START Dataset
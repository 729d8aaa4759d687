//! HTTP routes
//!
//! Handlers only translate between JSON and the lifecycle/accounts calls.
//! Role gating happens in the extractors: a handler taking [`Agent`] cannot
//! run for a contractor's token.

use std::sync::Arc;

use axum::extract::{Path, Query, State};
use axum::routing::{get, patch, post};
use axum::{Json, Router};
use tower_http::cors::CorsLayer;
use tower_http::trace::TraceLayer;
use uuid::Uuid;

use crate::auth::{Agent, Contractor, Session};
use crate::error::Result;
use crate::models::{
    Application, ApplicationView, ApplyRequest, ApprovalOutcome, CreateJobRequest,
    CreateWorkPlanRequest, Invoice, Job, JobSearch, LoginRequest, RegisterRequest,
    SubmitInvoiceRequest, TokenResponse, UpdateInvoiceStatusRequest, UpdateWorkPlanRequest,
    User, WorkPlan,
};
use crate::AppState;

pub fn router(state: Arc<AppState>) -> Router {
    Router::new()
        .route("/health", get(health))
        .route("/auth/register", post(register))
        .route("/auth/login", post(login))
        .route("/auth/me", get(me))
        .route("/jobs", post(post_job).get(list_open_jobs))
        .route("/jobs/agent/me", get(list_agent_jobs))
        .route("/jobs/assigned/me", get(list_assigned_jobs))
        .route("/jobs/:id", get(get_job))
        .route("/applications/apply/:job_id", post(submit_application))
        .route("/applications/job/:job_id", get(list_applications_for_job))
        .route("/applications/me", get(list_my_applications))
        .route("/applications/approve/:id", post(approve_application))
        .route("/applications/reject/:id", post(reject_application))
        .route(
            "/work-plans/:job_id",
            post(create_work_plan)
                .patch(update_work_plan)
                .get(get_work_plan),
        )
        .route(
            "/work-plans/agent-view/:job_id",
            get(get_work_plan_for_agent),
        )
        .route("/invoices/me", get(list_my_invoices))
        .route("/invoices/:id", post(submit_invoice))
        .route("/invoices/:id/status", patch(update_invoice_status))
        .route("/invoices/job/:job_id", get(get_job_invoice))
        .route("/invoices/job/:job_id/me", get(get_my_invoice_for_job))
        .layer(TraceLayer::new_for_http())
        .layer(CorsLayer::permissive())
        .with_state(state)
}

async fn health() -> &'static str {
    "ok"
}

// Accounts

async fn register(
    State(state): State<Arc<AppState>>,
    Json(request): Json<RegisterRequest>,
) -> Result<Json<User>> {
    Ok(Json(state.accounts.register(request).await?))
}

async fn login(
    State(state): State<Arc<AppState>>,
    Json(request): Json<LoginRequest>,
) -> Result<Json<TokenResponse>> {
    Ok(Json(
        state
            .accounts
            .login(request.user_id, request.password)
            .await?,
    ))
}

async fn me(State(state): State<Arc<AppState>>, session: Session) -> Result<Json<User>> {
    Ok(Json(state.accounts.me(&session).await?))
}

// Jobs

async fn post_job(
    State(state): State<Arc<AppState>>,
    agent: Agent,
    Json(request): Json<CreateJobRequest>,
) -> Result<Json<Job>> {
    Ok(Json(state.lifecycle.post_job(&agent, request).await?))
}

async fn list_open_jobs(
    State(state): State<Arc<AppState>>,
    Query(query): Query<JobSearch>,
) -> Result<Json<Vec<Job>>> {
    let search = query.search.as_deref().filter(|s| !s.is_empty());
    Ok(Json(state.lifecycle.list_open_jobs(search).await?))
}

async fn list_agent_jobs(
    State(state): State<Arc<AppState>>,
    agent: Agent,
) -> Result<Json<Vec<Job>>> {
    Ok(Json(state.lifecycle.list_agent_jobs(&agent).await?))
}

async fn list_assigned_jobs(
    State(state): State<Arc<AppState>>,
    contractor: Contractor,
) -> Result<Json<Vec<Job>>> {
    Ok(Json(state.lifecycle.list_assigned_jobs(&contractor).await?))
}

async fn get_job(
    State(state): State<Arc<AppState>>,
    Path(id): Path<Uuid>,
) -> Result<Json<Job>> {
    Ok(Json(state.lifecycle.get_job(id).await?))
}

// Applications

async fn submit_application(
    State(state): State<Arc<AppState>>,
    contractor: Contractor,
    Path(job_id): Path<Uuid>,
    Json(request): Json<ApplyRequest>,
) -> Result<Json<Application>> {
    Ok(Json(
        state
            .lifecycle
            .submit_application(&contractor, job_id, request)
            .await?,
    ))
}

async fn list_applications_for_job(
    State(state): State<Arc<AppState>>,
    agent: Agent,
    Path(job_id): Path<Uuid>,
) -> Result<Json<Vec<ApplicationView>>> {
    Ok(Json(
        state
            .lifecycle
            .list_applications_for_job(&agent, job_id)
            .await?,
    ))
}

async fn list_my_applications(
    State(state): State<Arc<AppState>>,
    contractor: Contractor,
) -> Result<Json<Vec<Application>>> {
    Ok(Json(
        state.lifecycle.list_my_applications(&contractor).await?,
    ))
}

async fn approve_application(
    State(state): State<Arc<AppState>>,
    agent: Agent,
    Path(id): Path<Uuid>,
) -> Result<Json<ApprovalOutcome>> {
    Ok(Json(state.lifecycle.approve_application(&agent, id).await?))
}

async fn reject_application(
    State(state): State<Arc<AppState>>,
    agent: Agent,
    Path(id): Path<Uuid>,
) -> Result<Json<Application>> {
    Ok(Json(state.lifecycle.reject_application(&agent, id).await?))
}

// Work plans

async fn create_work_plan(
    State(state): State<Arc<AppState>>,
    contractor: Contractor,
    Path(job_id): Path<Uuid>,
    Json(request): Json<CreateWorkPlanRequest>,
) -> Result<Json<WorkPlan>> {
    Ok(Json(
        state
            .lifecycle
            .create_work_plan(&contractor, job_id, request)
            .await?,
    ))
}

async fn update_work_plan(
    State(state): State<Arc<AppState>>,
    contractor: Contractor,
    Path(job_id): Path<Uuid>,
    Json(patch): Json<UpdateWorkPlanRequest>,
) -> Result<Json<WorkPlan>> {
    Ok(Json(
        state
            .lifecycle
            .update_work_plan(&contractor, job_id, patch)
            .await?,
    ))
}

async fn get_work_plan(
    State(state): State<Arc<AppState>>,
    contractor: Contractor,
    Path(job_id): Path<Uuid>,
) -> Result<Json<WorkPlan>> {
    Ok(Json(
        state.lifecycle.get_work_plan(&contractor, job_id).await?,
    ))
}

async fn get_work_plan_for_agent(
    State(state): State<Arc<AppState>>,
    agent: Agent,
    Path(job_id): Path<Uuid>,
) -> Result<Json<WorkPlan>> {
    Ok(Json(
        state
            .lifecycle
            .get_work_plan_for_agent(&agent, job_id)
            .await?,
    ))
}

// Invoices

async fn submit_invoice(
    State(state): State<Arc<AppState>>,
    contractor: Contractor,
    Path(job_id): Path<Uuid>,
    Json(request): Json<SubmitInvoiceRequest>,
) -> Result<Json<Invoice>> {
    Ok(Json(
        state
            .lifecycle
            .submit_invoice(&contractor, job_id, request)
            .await?,
    ))
}

async fn update_invoice_status(
    State(state): State<Arc<AppState>>,
    agent: Agent,
    Path(invoice_id): Path<Uuid>,
    Json(request): Json<UpdateInvoiceStatusRequest>,
) -> Result<Json<Invoice>> {
    Ok(Json(
        state
            .lifecycle
            .update_invoice_status(&agent, invoice_id, request.status)
            .await?,
    ))
}

async fn get_job_invoice(
    State(state): State<Arc<AppState>>,
    agent: Agent,
    Path(job_id): Path<Uuid>,
) -> Result<Json<Invoice>> {
    Ok(Json(state.lifecycle.get_job_invoice(&agent, job_id).await?))
}

async fn get_my_invoice_for_job(
    State(state): State<Arc<AppState>>,
    contractor: Contractor,
    Path(job_id): Path<Uuid>,
) -> Result<Json<Invoice>> {
    Ok(Json(
        state
            .lifecycle
            .get_my_invoice_for_job(&contractor, job_id)
            .await?,
    ))
}

async fn list_my_invoices(
    State(state): State<Arc<AppState>>,
    contractor: Contractor,
) -> Result<Json<Vec<Invoice>>> {
    Ok(Json(state.lifecycle.list_my_invoices(&contractor).await?))
}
END Dataset
→ What the task asks:
Across the data, find each line that has "axum" in it and copy that line.

→ Task response:
use axum::extract::{Path, Query, State};
use axum::routing::{get, patch, post};
use axum::{Json, Router};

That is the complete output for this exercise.